* [Data for the task]
━━━

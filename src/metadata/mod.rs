//! Runtime schemas: declaration types, type conversion, conditional rules,
//! registered-kind ancestry, schema storage, and validated schema updates.

pub mod conditional;
pub mod conversions;
pub mod registry;
pub mod schema_update;
pub mod store;
pub mod types;
use crate::config::EngineConfig;
use crate::entity::DynamicEntity;
use crate::error::{MetakindError, MetakindResult};
use crate::errors::{messages, ErrorCollector};
use crate::identity::IdentityService;
use crate::metadata::conversions;
use crate::metadata::store::{RequestContext, SchemaStore};
use crate::metadata::types::{CaseType, FieldMetadata, JsonMap, PropertyType, Schema};
use crate::storage::EntityStore;

/// Trims and collapses internal runs of whitespace to single spaces.
pub fn strip_space(value: &str) -> String {
    value.split_whitespace().collect::<Vec<_>>().join(" ")
}

// Schemas reuse a small set of patterns across many entities, so compiled
// regexes are cached process-wide. Invalid patterns are rejected at schema
// update time and treated as matching here.
static REGEX_CACHE: Lazy<RwLock<HashMap<String, Option<Regex>>>> =
    Lazy::new(|| RwLock::new(HashMap::new()));

fn matches_pattern(pattern: &str, text: &str) -> bool {
    {
        let cache = REGEX_CACHE.read().unwrap_or_else(|e| e.into_inner());
        if let Some(compiled) = cache.get(pattern) {
            return compiled.as_ref().map(|re| re.is_match(text)).unwrap_or(true);
        }
    }
    let compiled = Regex::new(pattern).ok();
    let matched = compiled.as_ref().map(|re| re.is_match(text)).unwrap_or(true);
    REGEX_CACHE
        .write()
        .unwrap_or_else(|e| e.into_inner())
        .insert(pattern.to_string(), compiled);
    matched
}

fn is_required(field: &FieldMetadata, overrides: Option<&JsonMap>) -> bool {
    overrides
        .and_then(|o| o.get("required"))
        .and_then(Value::as_bool)
        .unwrap_or(field.required)
}

fn case_setting(field: &FieldMetadata, overrides: Option<&JsonMap>) -> Option<CaseType> {
    match overrides.and_then(|o| o.get("convert_case")) {
        Some(setting) => setting.as_str().and_then(CaseType::parse),
        None => field.convert_case,
    }
}

fn is_empty(value: &Value) -> bool {
    value.is_null() || value.as_str().map(str::is_empty).unwrap_or(false)
}

/// Transform-and-validate over entities and plain maps.
///
/// When a [`RequestContext`] is attached, schemas resolve through it, so
/// request-scoped overrides steer the pass without touching the shared
/// store.
pub struct Cleaner<'a> {
    pub schemas: &'a SchemaStore,
    pub storage: &'a dyn EntityStore,
    pub identity: &'a dyn IdentityService,
    pub config: &'a EngineConfig,
    pub context: Option<&'a RequestContext>,
}

impl Cleaner<'_> {
    fn schema_for(&self, kind: &str) -> MetakindResult<Option<Arc<Schema>>> {
        match self.context {
            Some(context) => context.schema(kind),
            None => self.schemas.get(kind),
        }
    }

    /// Context schemas keep the stored revision, so the revision-keyed
    /// cache cannot serve their defaults.
    fn defaults_for(&self, schema: &Schema) -> Arc<JsonMap> {
        match self.context {
            Some(_) => Arc::new(conversions::default_values(&schema.fields)),
            None => self.schemas.default_values(schema),
        }
    }

    /// Cleans a plain map in place against the schema for `kind`.
    ///
    /// Values are converted to their declared types, defaults fill unset
    /// fields, and every declared field is validated. A kind without a
    /// schema is a no-op.
    pub async fn clean(
        &self,
        entity_dict: &mut JsonMap,
        kind: &str,
        errors: &mut ErrorCollector,
    ) -> MetakindResult<()> {
        let schema = match self.schema_for(kind)? {
            Some(schema) => schema,
            None => {
                log::warn!("no validation metadata found for model kind: {kind}");
                return Ok(());
            }
        };
        // Frozen for the pass; see module docs.
        let overrides = self.schemas.conditional_overrides(&schema, entity_dict);

        let defaults = self.defaults_for(&schema);
        for (name, default) in defaults.iter() {
            let unset = entity_dict.get(name).map(Value::is_null).unwrap_or(true);
            if unset {
                entity_dict.insert(name.clone(), default.clone());
            }
        }

        for field in &schema.fields {
            let name = field.name.as_str();
            match entity_dict.get(name).cloned() {
                Some(value) => {
                    if field.unique {
                        self.validate_unique(kind, name, entity_dict, errors).await?;
                    }
                    let cleaned = self
                        .clean_field(value.clone(), field, overrides.get(name), errors, true)
                        .await?;
                    if errors.is_empty() && cleaned != value {
                        entity_dict.insert(name.to_string(), cleaned);
                    }
                }
                None => {
                    if is_required(field, overrides.get(name))
                        && field.default_value.is_none()
                        && !errors.ignores_missing(name)
                    {
                        errors.add(Some(name), messages::required_fail(name));
                    }
                }
            }
        }
        Ok(())
    }

    /// Cleans a [`DynamicEntity`] in place. Conversion is skipped; entity
    /// values are expected to already carry their storage representation.
    pub async fn clean_entity(
        &self,
        entity: &mut DynamicEntity,
        errors: &mut ErrorCollector,
    ) -> MetakindResult<()> {
        let schema = entity.schema().clone();
        if schema.fields.is_empty() {
            return Ok(());
        }
        let kind = schema.kind.clone();
        let overrides = self
            .schemas
            .conditional_overrides(&schema, &entity.to_value());

        let defaults = self.schemas.default_values(&schema);
        for (name, default) in defaults.iter() {
            if entity.get(name)?.is_null() {
                entity.set(name, default.clone())?;
            }
        }

        let snapshot = entity.to_value();
        for field in &schema.fields {
            let name = field.name.as_str();
            if field.unique {
                self.validate_unique(&kind, name, &snapshot, errors).await?;
            }
            let value = entity.get(name)?;
            let cleaned = self
                .clean_field(value.clone(), field, overrides.get(name), errors, false)
                .await?;
            if errors.is_empty() && cleaned != value {
                entity.set(name, cleaned)?;
            }
        }
        Ok(())
    }

    /// Cleans one field value, honoring repeated declarations. Elements of a
    /// repeated value that fail cleaning are dropped and reported; a
    /// non-list value for a repeated field is left alone with a warning.
    pub async fn clean_field(
        &self,
        value: Value,
        field: &FieldMetadata,
        overrides: Option<&JsonMap>,
        errors: &mut ErrorCollector,
        convert: bool,
    ) -> MetakindResult<Value> {
        let name = field.name.as_str();
        if field.repeated {
            let items = match value {
                Value::Array(items) => items,
                other => {
                    log::warn!("{}", messages::repeated_fail(name));
                    return Ok(other);
                }
            };
            let mut cleaned = Vec::with_capacity(items.len());
            for item in items {
                let (item, error) = self.clean_single(item, field, overrides, convert).await?;
                match error {
                    Some(error) => errors.add(Some(name), error),
                    None => cleaned.push(item),
                }
            }
            return Ok(Value::Array(cleaned));
        }

        let (cleaned, error) = self.clean_single(value, field, overrides, convert).await?;
        if let Some(error) = error {
            let suppressed =
                error == messages::required_fail(name) && errors.ignores_missing(name);
            if !suppressed {
                errors.add(Some(name), error);
            }
        }
        Ok(cleaned)
    }

    /// Transform-then-validate for a single scalar value.
    async fn clean_single(
        &self,
        mut value: Value,
        field: &FieldMetadata,
        overrides: Option<&JsonMap>,
        convert: bool,
    ) -> MetakindResult<(Value, Option<String>)> {
        if is_empty(&value) {
            // A choice field with no value collapses to an explicit null.
            if !field.choices.is_empty() {
                value = Value::Null;
            }
            let error = self.validate_value(&value, field, overrides).await?;
            return Ok((value, error));
        }

        if convert {
            match conversions::convert(&value, field.property_type) {
                Ok(converted) => value = converted,
                Err(_) => return Ok((value, Some(messages::INVALID_TYPE.to_string()))),
            }
        }
        if field.strip_whitespace {
            if let Value::String(s) = &value {
                value = Value::String(strip_space(s));
            }
        }
        if let Some(case) = case_setting(field, overrides) {
            if let Value::String(s) = &value {
                value = Value::String(case.apply(s));
            }
        }

        let error = self.validate_value(&value, field, overrides).await?;
        Ok((value, error))
    }

    /// Validates a transformed value. Returns the failure message, if any;
    /// `Err` is reserved for infrastructure problems.
    async fn validate_value(
        &self,
        value: &Value,
        field: &FieldMetadata,
        overrides: Option<&JsonMap>,
    ) -> MetakindResult<Option<String>> {
        let name = field.name.as_str();
        if value.is_null() {
            if is_required(field, overrides) && field.default_value.is_none() {
                return Ok(Some(messages::required_fail(name)));
            }
            return Ok(None);
        }
        if !field.choices.is_empty() {
            let as_string = conversions::maybe_to_string(value);
            if !field.choices.iter().any(|c| *c == as_string) {
                return Ok(Some(messages::choice_list_fail(value, name)));
            }
        }

        let error = match field.property_type {
            PropertyType::String => self.validate_string(value, field, overrides),
            PropertyType::Integer => match value.as_i64() {
                Some(v) => validate_range_i64(v, field),
                None => Some(messages::INT_FAIL.to_string()),
            },
            PropertyType::Float => match value.as_f64().filter(|_| value.is_f64()) {
                Some(v) => validate_range_f64(v, field)
                    .map(|_| messages::float_range_fail(value, &field.range)),
                None => Some(messages::FLOAT_FAIL.to_string()),
            },
            PropertyType::Decimal => match value.as_f64().filter(|_| value.is_f64()) {
                Some(v) => validate_range_f64(v, field)
                    .map(|_| messages::decimal_range_fail(value, &field.range)),
                None => Some(messages::DECIMAL_FAIL.to_string()),
            },
            PropertyType::Timestamp => {
                if value.is_f64() {
                    None
                } else {
                    Some(messages::TIMESTAMP_FAIL.to_string())
                }
            }
            PropertyType::Boolean => {
                if value.is_boolean() {
                    None
                } else {
                    Some(messages::BOOLEAN_FAIL.to_string())
                }
            }
            PropertyType::DateTime => {
                let valid = value
                    .as_str()
                    .map(|s| conversions::to_datetime(&Value::String(s.to_string())).is_ok())
                    .unwrap_or(false);
                if valid {
                    None
                } else {
                    Some(messages::DATETIME_FAIL.to_string())
                }
            }
            PropertyType::Ldap => return self.validate_ldap(value, field, overrides).await,
            _ => None,
        };
        Ok(error)
    }

    fn validate_string(
        &self,
        value: &Value,
        field: &FieldMetadata,
        overrides: Option<&JsonMap>,
    ) -> Option<String> {
        let text = match value.as_str() {
            Some(text) => text,
            None => return Some(messages::INVALID_TYPE.to_string()),
        };
        if text.len() > self.config.string_max_len {
            return Some(messages::STRING_FAIL.to_string());
        }
        if text.is_empty() && is_required(field, overrides) {
            return Some(messages::REQUIRED_STRING_EMPTY.to_string());
        }
        if let Some(pattern) = &field.regex {
            if !text.is_empty() && !matches_pattern(pattern, text) {
                return Some(messages::regex_fail(&field.name, pattern));
            }
        }
        None
    }

    async fn validate_ldap(
        &self,
        value: &Value,
        field: &FieldMetadata,
        overrides: Option<&JsonMap>,
    ) -> MetakindResult<Option<String>> {
        let name = conversions::maybe_to_string(value);
        if name.is_empty() && !is_required(field, overrides) {
            return Ok(None);
        }
        match self.identity.is_valid_identity(&name).await {
            Ok(true) => Ok(None),
            Ok(false) => Ok(Some(messages::invalid_ldap(&name))),
            // The lookup itself failed; the caller should retry, not reject.
            Err(error) => Err(MetakindError::IdentityUnavailable(error.to_string())),
        }
    }

    /// Checks a unique field against stored entities. One match is fine when
    /// it is the entity being updated; anything else is a duplicate.
    async fn validate_unique(
        &self,
        kind: &str,
        field: &str,
        snapshot: &JsonMap,
        errors: &mut ErrorCollector,
    ) -> MetakindResult<()> {
        let value = match snapshot.get(field) {
            Some(value) if !is_empty(value) => value,
            _ => return Ok(()),
        };
        let matches = self
            .storage
            .query_by_field(kind, field, value, self.config.unique_query_limit)
            .await?;
        if matches.len() > 1 {
            errors.add(Some(field), messages::duplicate_value(kind, field, value));
            return Ok(());
        }
        if let Some(existing) = matches.first() {
            let own_key = snapshot.get("key_name").and_then(Value::as_str);
            if own_key != Some(existing.key_name.as_str()) {
                errors.add(Some(field), messages::duplicate_value(kind, field, value));
            }
        }
        Ok(())
    }
}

━━━

* [Exercise goal] Give only the number of lines in the preceding material that contain the string "fields".

* [Reply to the exercise] 5